Beyond accreditation, you need to run your own checks. Start with the basics: Companies House registration, active VAT number, and valid employer's liability insurance. If they can't produce these immediately, don't proceed.
Next, look at take-home pay claims. Any umbrella promising contractors 80% or more take-home is signalling a problem. Legitimate PAYE umbrellas can't deliver those numbers without using non-compliant tax arrangements. Walk away.
Ask to see a sample payslip. It should clearly show gross income, employer NIC deductions, employee NIC, and income tax. Net pay must be visible too. No unexplained "admin fees" or vague "employment costs." Every deduction must be visible.
Use the DASA umbrella pay calculator to cross-check take-home for any rate. If the numbers don't match a proper PAYE model, that's a red flag.
Download our JSL due diligence checklist for agencies.
What questions should you ask any umbrella company?
Ask these questions before adding any umbrella to your Preferred Supplier List. Poor answers or evasion are grounds to reject them outright.
1. Are you currently FCSA-accredited? Ask them to confirm the date of their last audit. Lapsed accreditation counts as no accreditation.
2. Are you currently Professional Passport approved? Same rule applies. Ask for current evidence, not historical claims.
3. Can you show us your last HMRC RTI submission record? RTI (Real Time Information) filings prove they're reporting payroll to HMRC on time. If they resist this question, that tells you everything.
4. What is your process when a contractor disputes their payslip? Slow or evasive answers mean contractor complaints will land back on your desk.
5. How do you handle late timesheets from agencies? Contractors still need to get paid. Find out how they manage the process when your team misses a deadline.
6. What documentation can you provide if HMRC queries our supply chain? A compliant umbrella will have clear, ready answers. A non-compliant one won't.
7. Do you run any non-PAYE payment models? The answer must be no. Anything involving loans, credits, or offshore structures is a scheme.
Keep written records of the answers. If HMRC ever queries you under JSL rules, these records are your defence.
See our agency umbrella page for what DASA offers agencies directly.
FAQ
What is Joint and Several Liability for recruitment agencies?
From 6 April 2026, JSL rules make recruitment agencies jointly responsible for unpaid PAYE if their umbrella company fails to pay HMRC. HMRC can recover the unpaid tax directly from the agency.
What is FCSA accreditation for umbrella companies?
The FCSA independently audits umbrella companies against strict compliance standards. Accredited umbrellas run genuine PAYE, pay HMRC correctly, and avoid tax-avoidance schemes.

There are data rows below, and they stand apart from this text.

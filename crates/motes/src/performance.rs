//! Frame-rate monitoring and adaptive quality.
//!
//! The monitor turns frame timestamps into a windowed FPS estimate. Every
//! `check_interval` frames the controller asks whether the average fell
//! below `min_fps`; if so it shrinks the active particle count. Quality is
//! only ever reduced, never restored.

use crate::constants::{
    DEFAULT_CHECK_INTERVAL, DEFAULT_MIN_FPS, DEFAULT_MIN_PARTICLES, DEFAULT_REDUCTION_RATE,
    DEFAULT_TARGET_FPS,
};
use crate::environment::PerformanceConfig;
use crate::system::ParticleSystem;
use log::{debug, info};
use std::collections::VecDeque;

/// Fixed-capacity window of recent samples.
#[derive(Clone, Debug)]
pub struct RollingAverage {
    values: VecDeque<f32>,
    capacity: usize,
}

impl RollingAverage {
    pub fn new(capacity: usize) -> Self {
        Self {
            values: VecDeque::with_capacity(capacity),
            capacity: capacity.max(1),
        }
    }

    pub fn push(&mut self, value: f32) {
        if self.values.len() >= self.capacity {
            self.values.pop_front();
        }
        self.values.push_back(value);
    }

    /// Mean of the window, `None` when empty.
    pub fn average(&self) -> Option<f32> {
        if self.values.is_empty() {
            None
        } else {
            Some(self.values.iter().sum::<f32>() / self.values.len() as f32)
        }
    }

    pub fn len(&self) -> usize {
        self.values.len()
    }

    pub fn is_empty(&self) -> bool {
        self.values.is_empty()
    }

    pub fn clear(&mut self) {
        self.values.clear();
    }
}

/// Windowed FPS estimator fed with frame timestamps in milliseconds.
#[derive(Clone, Debug)]
pub struct PerformanceMonitor {
    target_fps: f32,
    min_fps: f32,
    check_interval: usize,
    samples: RollingAverage,
    frame_count: usize,
    last_timestamp: Option<f64>,
}

impl PerformanceMonitor {
    pub fn new(target_fps: f32, min_fps: f32) -> Self {
        Self::with_interval(target_fps, min_fps, DEFAULT_CHECK_INTERVAL)
    }

    pub fn with_interval(target_fps: f32, min_fps: f32, check_interval: usize) -> Self {
        let check_interval = check_interval.max(1);
        Self {
            target_fps,
            min_fps,
            check_interval,
            samples: RollingAverage::new(check_interval),
            frame_count: 0,
            last_timestamp: None,
        }
    }

    /// Record a frame. The first call only sets the reference timestamp;
    /// later calls add `1000 / Δ` as an FPS sample. Non-increasing
    /// timestamps count as a frame but add no sample.
    pub fn record_frame(&mut self, timestamp_ms: f64) {
        if let Some(last) = self.last_timestamp {
            let delta = timestamp_ms - last;
            if delta > 0.0 {
                self.samples.push((1000.0 / delta) as f32);
            }
        }
        self.last_timestamp = Some(timestamp_ms);
        self.frame_count += 1;
    }

    /// True once `check_interval` frames were recorded since the last reset.
    pub fn should_check(&self) -> bool {
        self.frame_count >= self.check_interval
    }

    /// Mean FPS over the window; `target_fps` before any sample exists.
    pub fn average_fps(&self) -> f32 {
        self.samples.average().unwrap_or(self.target_fps)
    }

    pub fn should_reduce_quality(&self) -> bool {
        self.average_fps() < self.min_fps
    }

    /// Clear samples and the frame counter. The last timestamp is kept so
    /// the next frame still yields a sample.
    pub fn reset(&mut self) {
        self.samples.clear();
        self.frame_count = 0;
    }

    pub fn frame_count(&self) -> usize {
        self.frame_count
    }

    pub fn sample_count(&self) -> usize {
        self.samples.len()
    }

    pub fn target_fps(&self) -> f32 {
        self.target_fps
    }

    pub fn min_fps(&self) -> f32 {
        self.min_fps
    }
}

impl Default for PerformanceMonitor {
    fn default() -> Self {
        Self::new(DEFAULT_TARGET_FPS, DEFAULT_MIN_FPS)
    }
}

/// How hard to cut when frames are slow.
#[derive(Clone, Copy, Debug, PartialEq)]
pub struct QualityPolicy {
    /// Fraction of active particles dropped per reduction
    pub reduction_rate: f64,
    /// Floor for the active count
    pub min_count: usize,
}

impl Default for QualityPolicy {
    fn default() -> Self {
        Self {
            reduction_rate: DEFAULT_REDUCTION_RATE,
            min_count: DEFAULT_MIN_PARTICLES,
        }
    }
}

/// Drives [`ParticleSystem::reduce_particle_count`] from frame timings.
#[derive(Clone, Debug)]
pub struct AdaptiveQualityController {
    monitor: PerformanceMonitor,
    policy: QualityPolicy,
    enabled: bool,
}

impl AdaptiveQualityController {
    pub fn new(monitor: PerformanceMonitor, policy: QualityPolicy, enabled: bool) -> Self {
        Self {
            monitor,
            policy,
            enabled,
        }
    }

    /// Controller for an environment's performance section, default policy.
    pub fn from_performance(config: &PerformanceConfig) -> Self {
        Self::new(
            PerformanceMonitor::new(config.target_fps, config.min_fps),
            QualityPolicy::default(),
            config.adaptive_quality,
        )
    }

    /// Record a frame and, on a check boundary, reduce quality if needed.
    ///
    /// Returns the new active count when a reduction was applied.
    pub fn on_frame(&mut self, timestamp_ms: f64, system: Option<&mut ParticleSystem>) -> Option<usize> {
        self.monitor.record_frame(timestamp_ms);
        if !self.monitor.should_check() {
            return None;
        }

        let fps = self.monitor.average_fps();
        let mut reduced = None;
        if self.enabled && self.monitor.should_reduce_quality() {
            if let Some(system) = system {
                let before = system.active_count();
                let after = system.reduce_particle_count(self.policy.reduction_rate, self.policy.min_count);
                if after < before {
                    info!(
                        "Average {:.1} fps below {:.1}, particles {} -> {}",
                        fps,
                        self.monitor.min_fps(),
                        before,
                        after
                    );
                    reduced = Some(after);
                }
            }
        } else {
            debug!("Performance check: {:.1} fps", fps);
        }

        self.monitor.reset();
        reduced
    }

    pub fn monitor(&self) -> &PerformanceMonitor {
        &self.monitor
    }

    pub fn policy(&self) -> &QualityPolicy {
        &self.policy
    }

    pub fn is_enabled(&self) -> bool {
        self.enabled
    }

    pub fn set_enabled(&mut self, enabled: bool) {
        self.enabled = enabled;
    }
}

What is Professional Passport accreditation?
Professional Passport is a separate independent body that audits umbrella companies against its own compliance framework covering PAYE, worker rights, and transparent payroll practices.

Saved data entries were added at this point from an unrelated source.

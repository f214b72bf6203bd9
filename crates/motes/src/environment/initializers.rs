//! Initial particle layouts.
//!
//! An initializer turns a particle index plus the session RNG into a
//! [`ParticleSeed`]. The four distribution strategies (spherical shell,
//! planar rectangle, lattice grid, vortex cylinder) are selected by the
//! config's distribution type; custom layouts are registered by name in an
//! [`InitializerRegistry`] so configs only ever carry the name.
//!
//! Initializers must draw from the RNG in a fixed order; reproducibility of
//! a whole scene depends on it.

use crate::behavior::rotation::project;
use crate::bounds::Bounds;
use crate::constants::MAX_GRID_CELLS_PER_AXIS;
use crate::palette::{hsl_to_rgb, pick_color};
use crate::rng::RandomSource;
use glam::{Vec3, Vec4};
use rand::RngCore;
use std::collections::HashMap;
use std::f32::consts::{PI, TAU};
use std::fmt;

pub use crate::particle::ParticleSeed;

/// Produces the initial state of particle `ctx.index`.
pub type InitializerFn = fn(&SpawnContext<'_>, &mut dyn RngCore) -> ParticleSeed;

/// What an initializer knows about the particle it is spawning.
#[derive(Clone, Copy, Debug)]
pub struct SpawnContext<'a> {
    pub index: usize,
    pub count: usize,
    pub bounds: &'a Bounds,
    /// Resolved palette (explicit or generated)
    pub palette: &'a [Vec3],
}

// =============================================================================
// LAYOUT CONSTANTS
// =============================================================================

const LATTICE_JITTER: f32 = 1.5;
const LATTICE_VERTEX_SIZE: f32 = 6.0;
const DEFAULT_GRID_CELLS: u32 = 9;
const DEFAULT_GRID_EXTENT: f32 = 20.0;

const VORTEX_MAX_RADIUS: f32 = 15.0;
const VORTEX_HEIGHT: f32 = 25.0;
const VORTEX_INITIAL_LIFT: f32 = 0.3;

const GALAXY_ARMS: u32 = 3;
const GALAXY_SPIRAL_A: f32 = 3.0;
const GALAXY_SPIRAL_B: f32 = 0.15;
const GALAXY_GM: f32 = 50.0;

const OCEAN_PLANE_SIZE: f32 = 30.0;
const OCEAN_DRIFT: f32 = 0.5;

const TESSERACT_SCALE: f32 = 5.0;
const TESSERACT_PROJECTION: f32 = 2.5;

// =============================================================================
// SHARED HELPERS
// =============================================================================

/// Inner/outer radii for radial layouts; non-shell bounds fill from the origin.
fn shell_radii(bounds: &Bounds) -> (f32, f32) {
    match *bounds {
        Bounds::Shell { inner_radius, outer_radius } => (inner_radius, outer_radius),
        Bounds::Rect { min_x, max_x, min_y, max_y } => {
            (0.0, 0.5 * (max_x - min_x).min(max_y - min_y))
        }
        Bounds::Grid { extent, .. } => (0.0, 0.5 * extent),
    }
}

fn rect_extent(bounds: &Bounds) -> (f32, f32, f32, f32) {
    match *bounds {
        Bounds::Rect { min_x, max_x, min_y, max_y } => (min_x, max_x, min_y, max_y),
        Bounds::Shell { outer_radius, .. } => (-outer_radius, outer_radius, -outer_radius, outer_radius),
        Bounds::Grid { extent, .. } => (-0.5 * extent, 0.5 * extent, -0.5 * extent, 0.5 * extent),
    }
}

/// Random point in a spherical shell: r, then azimuth, then polar angle.
fn shell_point(rng: &mut dyn RngCore, inner: f32, outer: f32) -> Vec3 {
    let r = rng.next_float(inner, outer);
    let theta = rng.next_float(0.0, TAU);
    let phi = rng.next_float(0.0, PI);
    Vec3::new(r * phi.sin() * theta.cos(), r * phi.sin() * theta.sin(), r * phi.cos())
}

fn jitter3(rng: &mut dyn RngCore, scale: f32) -> Vec3 {
    let x = rng.next_centered() * scale;
    let y = rng.next_centered() * scale;
    let z = rng.next_centered() * scale;
    Vec3::new(x, y, z)
}

/// Palette pick, or a random RGB triple when no palette is available.
fn spawn_color(palette: &[Vec3], rng: &mut dyn RngCore) -> Vec3 {
    if palette.is_empty() {
        let r = rng.next_unit() as f32;
        let g = rng.next_unit() as f32;
        let b = rng.next_unit() as f32;
        return Vec3::new(r, g, b);
    }
    pick_color(palette, rng)
}

// =============================================================================
// DISTRIBUTION STRATEGIES
// =============================================================================

/// Uniform radius within the shell, slow random velocity, size 2-5.
pub fn spherical_shell(ctx: &SpawnContext<'_>, rng: &mut dyn RngCore) -> ParticleSeed {
    let (inner, outer) = shell_radii(ctx.bounds);
    let position = shell_point(rng, inner, outer);
    let velocity = jitter3(rng, 1.0);
    let color = spawn_color(ctx.palette, rng);
    let size = rng.next_float(2.0, 5.0);
    ParticleSeed::new(position, velocity, color, size)
}

/// Uniform in the XY rectangle at z = 0.
pub fn planar(ctx: &SpawnContext<'_>, rng: &mut dyn RngCore) -> ParticleSeed {
    let (min_x, max_x, min_y, max_y) = rect_extent(ctx.bounds);
    let x = rng.next_float(min_x, max_x);
    let y = rng.next_float(min_y, max_y);
    let vx = rng.next_centered();
    let vy = rng.next_centered();
    let color = spawn_color(ctx.palette, rng);
    let size = rng.next_float(2.0, 5.0);
    ParticleSeed::new(Vec3::new(x, y, 0.0), Vec3::new(vx, vy, 0.0), color, size)
}

/// Cubic lattice centred on the origin. Particle `i` is anchored to cell
/// `i mod n³` (x fastest), starts jittered around it, and the eight corner
/// cells get large particles.
pub fn lattice_grid(ctx: &SpawnContext<'_>, rng: &mut dyn RngCore) -> ParticleSeed {
    let (n, extent) = match *ctx.bounds {
        Bounds::Grid { cells_per_axis, extent } => {
            (cells_per_axis.clamp(1, MAX_GRID_CELLS_PER_AXIS), extent)
        }
        _ => (DEFAULT_GRID_CELLS, DEFAULT_GRID_EXTENT),
    };
    let n = n as usize;
    let layer = n * n;
    let cells = layer.checked_mul(n).unwrap_or(usize::MAX);
    let cell = ctx.index % cells;
    let (i, j, k) = (cell % n, (cell / n) % n, cell / layer);

    let spacing = if n > 1 { extent / (n - 1) as f32 } else { 0.0 };
    let half = (n - 1) as f32 / 2.0;
    let anchor = Vec3::new(
        (i as f32 - half) * spacing,
        (j as f32 - half) * spacing,
        (k as f32 - half) * spacing,
    );

    let position = anchor + jitter3(rng, LATTICE_JITTER);
    let velocity = jitter3(rng, 0.5);
    let color = spawn_color(ctx.palette, rng);

    let edge = |c: usize| c == 0 || c == n - 1;
    let size = if edge(i) && edge(j) && edge(k) {
        LATTICE_VERTEX_SIZE
    } else {
        rng.next_float(3.0, 5.0)
    };

    ParticleSeed::new(position, velocity, color, size).with_anchor(anchor)
}

/// Cylinder around the Y axis, denser near the axis, already swirling.
pub fn vortex_cylinder(ctx: &SpawnContext<'_>, rng: &mut dyn RngCore) -> ParticleSeed {
    let r = (rng.next_unit() as f32).sqrt() * VORTEX_MAX_RADIUS;
    let theta = rng.next_float(0.0, TAU);
    let y = rng.next_centered() * VORTEX_HEIGHT;
    let position = Vec3::new(r * theta.cos(), y, r * theta.sin());

    let angular_speed = 2.0 / (r + 0.5);
    let tangent = theta + PI / 2.0;
    let velocity = Vec3::new(
        angular_speed * tangent.cos(),
        VORTEX_INITIAL_LIFT,
        angular_speed * tangent.sin(),
    );

    let color = spawn_color(ctx.palette, rng);
    let size = (5.0 - r * 0.2).max(2.0);
    ParticleSeed::new(position, velocity, color, size)
}

// =============================================================================
// CUSTOM LAYOUTS
// =============================================================================

/// Shell cloud of large, nearly still particles.
pub fn nebula(ctx: &SpawnContext<'_>, rng: &mut dyn RngCore) -> ParticleSeed {
    let (inner, outer) = shell_radii(ctx.bounds);
    let position = shell_point(rng, inner, outer);
    let velocity = jitter3(rng, 0.2);
    let color = spawn_color(ctx.palette, rng);
    let size = rng.next_float(4.0, 8.0);
    ParticleSeed::new(position, velocity, color, size)
}

/// Three-arm logarithmic spiral in a thin disk, on circular orbits.
pub fn galaxy(ctx: &SpawnContext<'_>, rng: &mut dyn RngCore) -> ParticleSeed {
    let (inner, outer) = shell_radii(ctx.bounds);

    let arm = (rng.next_unit() * GALAXY_ARMS as f64).floor() as f32;
    let arm_offset = arm * TAU / GALAXY_ARMS as f32;
    let theta = rng.next_float(0.0, 2.0 * TAU) + arm_offset;
    let r = GALAXY_SPIRAL_A * (GALAXY_SPIRAL_B * theta).exp() + rng.next_centered() * 2.0;
    let r = r.clamp(inner, outer);
    let z = rng.next_centered() * 3.0;
    let position = Vec3::new(r * theta.cos(), r * theta.sin(), z);

    let orbital_speed = (GALAXY_GM / (r + 1.0)).sqrt();
    let tangent = theta + PI / 2.0;
    let velocity = Vec3::new(
        orbital_speed * tangent.cos(),
        orbital_speed * tangent.sin(),
        rng.next_centered() * 0.1,
    );

    let color = spawn_color(ctx.palette, rng);
    let size = rng.next_float(2.0, 4.0);
    ParticleSeed::new(position, velocity, color, size)
}

/// Square patch of the XZ plane with initial sine swell, drifting along +X.
pub fn ocean(ctx: &SpawnContext<'_>, rng: &mut dyn RngCore) -> ParticleSeed {
    let x = rng.next_centered() * OCEAN_PLANE_SIZE;
    let z = rng.next_centered() * OCEAN_PLANE_SIZE;
    let y = (x * 0.3).sin() * 2.0 + (z * 0.4).sin() * 1.5;

    let velocity = Vec3::new(OCEAN_DRIFT, 0.0, rng.next_centered() * 0.2);
    let color = spawn_color(ctx.palette, rng);
    let size = rng.next_float(3.0, 5.0);
    ParticleSeed::new(Vec3::new(x, y, z), velocity, color, size)
}

/// The 16 vertices of a tesseract with half-side [`TESSERACT_SCALE`].
pub fn tesseract_vertices() -> [Vec4; 16] {
    std::array::from_fn(|i| {
        let sign = |bit: usize| if i & bit != 0 { 1.0 } else { -1.0 };
        Vec4::new(sign(1), sign(2), sign(4), sign(8)) * TESSERACT_SCALE
    })
}

/// The 32 edges: vertex pairs differing in exactly one coordinate.
pub fn tesseract_edges() -> Vec<(usize, usize)> {
    let mut edges = Vec::with_capacity(32);
    for i in 0..16usize {
        for j in (i + 1)..16 {
            if (i ^ j).count_ones() == 1 {
                edges.push((i, j));
            }
        }
    }
    edges
}

/// Points on tesseract edges, colored by W and edge index. Seeds the 4D
/// coordinate so rotation starts from the true 4D shape.
pub fn hypercube(_ctx: &SpawnContext<'_>, rng: &mut dyn RngCore) -> ParticleSeed {
    let vertices = tesseract_vertices();
    let edges = tesseract_edges();

    let edge_index = rng.next_index(edges.len());
    let (a, b) = edges[edge_index];
    let t = rng.next_unit() as f32;
    let point = vertices[a].lerp(vertices[b], t);

    let position = project(point, TESSERACT_PROJECTION);
    let hue = ((point.w + TESSERACT_SCALE) / (2.0 * TESSERACT_SCALE) + edge_index as f32 * 0.05) % 1.0;
    let color = hsl_to_rgb(hue, 1.0, 0.6);
    let size = rng.next_float(2.5, 4.5);

    ParticleSeed::new(position, Vec3::ZERO, color, size).with_coord_4d(point)
}

// =============================================================================
// REGISTRY
// =============================================================================

/// Named custom initializers.
#[derive(Clone, Default)]
pub struct InitializerRegistry {
    entries: HashMap<String, InitializerFn>,
}

impl InitializerRegistry {
    /// Empty registry.
    pub fn new() -> Self {
        Self::default()
    }

    /// Registry holding `nebula`, `galaxy`, `ocean` and `hypercube`.
    pub fn with_builtins() -> Self {
        let mut registry = Self::new();
        registry.register("nebula", nebula);
        registry.register("galaxy", galaxy);
        registry.register("ocean", ocean);
        registry.register("hypercube", hypercube);
        registry
    }

    /// Add or replace an initializer.
    pub fn register(&mut self, name: impl Into<String>, initializer: InitializerFn) {
        self.entries.insert(name.into(), initializer);
    }

    pub fn get(&self, name: &str) -> Option<InitializerFn> {
        self.entries.get(name).copied()
    }

    pub fn contains(&self, name: &str) -> bool {
        self.entries.contains_key(name)
    }

    /// Registered names, sorted.
    pub fn names(&self) -> Vec<&str> {
        let mut names: Vec<&str> = self.entries.keys().map(String::as_str).collect();
        names.sort_unstable();
        names
    }
}

impl fmt::Debug for InitializerRegistry {
    fn fmt(&self, f: &mut fmt::Formatter<'_>) -> fmt::Result {
        f.debug_struct("InitializerRegistry")
            .field("names", &self.names())
            .finish()
    }
}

Why does dual FCSA and Professional Passport accreditation matter?
Dual accreditation means an umbrella has passed two separate independent compliance audits. For agencies, it's the strongest available evidence of a compliant umbrella and a documented defence under JSL rules.

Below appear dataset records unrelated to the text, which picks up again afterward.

//! Traveling sine wave.
//!
//! The surface height at a point is `A·sin(k·(p·d̂) − ω·t)` with `k =
//! frequency` and `ω = wave_speed·frequency`. Particles are sprung toward
//! that height and drift slowly along the wave direction in XZ.

use super::{check_direction, check_non_negative};
use crate::constants::{WAVE_DAMPING, WAVE_DRIFT_FACTOR, WAVE_VERTICAL_STIFFNESS};
use crate::error::ConfigValidationError;
use crate::particle::Particle;
use glam::Vec3;
use serde::{Deserialize, Serialize};

#[derive(Clone, Debug, PartialEq, Serialize, Deserialize)]
pub struct WaveParams {
    pub wave_speed: f32,
    pub amplitude: f32,
    pub frequency: f32,
    #[serde(with = "crate::serde_utils::vec3")]
    pub wave_direction: Vec3,
}

impl Default for WaveParams {
    fn default() -> Self {
        Self {
            wave_speed: 1.0,
            amplitude: 2.0,
            frequency: 0.5,
            wave_direction: Vec3::X,
        }
    }
}

impl WaveParams {
    pub fn validate(&self) -> Result<(), ConfigValidationError> {
        check_non_negative("behavior.wave_speed", self.wave_speed)?;
        check_non_negative("behavior.amplitude", self.amplitude)?;
        check_non_negative("behavior.frequency", self.frequency)?;
        check_direction("behavior.wave_direction", self.wave_direction)
    }

    /// Surface height at `position` and `time`.
    pub fn target_height(&self, position: Vec3, time: f32) -> f32 {
        let direction = self.wave_direction.normalize_or_zero();
        let k = self.frequency;
        let omega = self.wave_speed * self.frequency;
        self.amplitude * (position.dot(direction) * k - omega * time).sin()
    }
}

pub fn apply(params: &WaveParams, particle: &mut Particle, time: f32, delta: f32) {
    let target = params.target_height(particle.position, time);
    particle.velocity.y += (target - particle.position.y) * WAVE_VERTICAL_STIFFNESS * delta;

    let drift = params.wave_direction.normalize_or_zero() * (params.wave_speed * WAVE_DRIFT_FACTOR);
    particle.velocity.x += drift.x * delta;
    particle.velocity.z += drift.z * delta;

    particle.velocity *= WAVE_DAMPING;
}
//! Property-based tests for simulation invariants using proptest
//!
//! These tests check that invariants hold across random seeds and inputs:
//! - Speed multiplier stays within its range
//! - Flocking never exceeds max_speed
//! - Shell environments keep particles inside the outer radius in every mode
//! - The active particle count never grows
//! - No NaN values in the render buffers

use motes::{
    presets, BehaviorParams, Bounds, FlockingParams, InitializerRegistry, ParticleSystem,
    SeededRandom, SpeedControl, Vec3,
};
use proptest::prelude::*;

const DT: f32 = 1.0 / 60.0;
const SIMULATION_STEPS: usize = 20;
const EPSILON: f32 = 1e-3;
const SHELL_PRESETS: [&str; 6] = ["sphere", "nebula", "galaxy", "vortex", "ocean", "hypercube"];

fn small_preset(id: &str, count: i64, seed: u32) -> ParticleSystem {
    let mut config = presets::preset(id).unwrap();
    config.spatial.particle_count = count;
    let environment = config
        .validate(&InitializerRegistry::with_builtins())
        .unwrap();
    ParticleSystem::new(&environment, &mut SeededRandom::new(seed))
}

proptest! {
    #![proptest_config(ProptestConfig::with_cases(32))]

    #[test]
    fn test_speed_stays_in_range(targets in prop::collection::vec(-5.0f32..5.0, 1..8), steps in 1usize..40) {
        let mut speed = SpeedControl::new();
        for target in targets {
            speed.set_speed(target);
            for _ in 0..steps {
                speed.update(DT);
                prop_assert!((0.25..=2.0).contains(&speed.current_speed()));
            }
            prop_assert!((0.25..=2.0).contains(&speed.target_speed()));
        }
        speed.update(1.0);
        prop_assert_eq!(speed.current_speed(), speed.target_speed());
    }

    #[test]
    fn test_count_never_grows(
        reductions in prop::collection::vec((0.0f64..1.0, 0usize..600), 1..12),
        seed in any::<u32>(),
    ) {
        let mut system = small_preset("galaxy", 500, seed);
        let mut previous = system.active_count();
        for (rate, floor) in reductions {
            let active = system.reduce_particle_count(rate, floor);
            prop_assert!(active <= previous);
            prop_assert_eq!(system.sizes().len(), active);
            previous = active;
        }
        prop_assert_eq!(system.allocated_count(), 500);
    }
}

proptest! {
    #![proptest_config(ProptestConfig::with_cases(12))]

    #[test]
    fn test_spherical_layout_inside_shell(seed in any::<u32>()) {
        let system = small_preset("sphere", 200, seed);
        for p in system.active_particles() {
            let r = p.position.length();
            prop_assert!(
                r >= 5.0 - EPSILON && r <= 20.0 + EPSILON,
                "Initial radius {} outside shell [5, 20]", r
            );
        }
    }

    #[test]
    fn test_shell_containment_after_steps(
        seed in any::<u32>(),
        id in prop::sample::select(SHELL_PRESETS.to_vec()),
    ) {
        let mut system = small_preset(id, 200, seed);
        let outer = match *system.bounds() {
            Bounds::Shell { outer_radius, .. } => outer_radius,
            _ => unreachable!("preset uses shell bounds"),
        };
        for _ in 0..SIMULATION_STEPS {
            system.update(DT, None);
        }
        for p in system.active_particles() {
            prop_assert!(
                p.position.length() <= outer + EPSILON,
                "Particle escaped to r = {}", p.position.length()
            );
        }
        prop_assert!(system.positions().iter().all(|v| v.is_finite()));
    }

    #[test]
    fn test_buffers_finite_with_interaction(
        seed in any::<u32>(),
        x in -30.0f32..30.0,
        y in -30.0f32..30.0,
        z in -30.0f32..30.0,
    ) {
        let mut system = small_preset("sphere", 150, seed);
        for _ in 0..SIMULATION_STEPS {
            system.update(DT, Some(Vec3::new(x, y, z)));
        }
        prop_assert!(system.positions().iter().all(|v| v.is_finite()));
        prop_assert!(system.colors().iter().all(|v| v.is_finite()));
    }

    #[test]
    fn test_flocking_speed_clamped(seed in any::<u32>(), max_speed in 0.1f32..4.0) {
        let mut config = presets::sphere();
        config.spatial.particle_count = 150;
        config.behavior = BehaviorParams::Flocking(FlockingParams {
            max_speed,
            ..FlockingParams::default()
        });
        let environment = config
            .validate(&InitializerRegistry::with_builtins())
            .unwrap();
        let mut system = ParticleSystem::new(&environment, &mut SeededRandom::new(seed));

        for frame in 0..SIMULATION_STEPS {
            system.update(DT, Some(Vec3::ZERO));
            for p in system.active_particles() {
                prop_assert!(
                    p.velocity.length() <= max_speed + EPSILON,
                    "Speed {} above cap {} at frame {}", p.velocity.length(), max_speed, frame
                );
            }
        }
    }
}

What should recruitment agencies check before choosing an umbrella company?
Check Companies House registration, VAT number, insurance, FCSA and Professional Passport accreditation, sample payslips, and take-home pay claims. Any umbrella promising 80%+ take-home is a red flag.
How do JSL rules affect agency due diligence?
Post-JSL, agencies need documented proof they chose their umbrella responsibly. Written records of due diligence checks, accreditation verification, and sample payslips all form part of a credible compliance defence.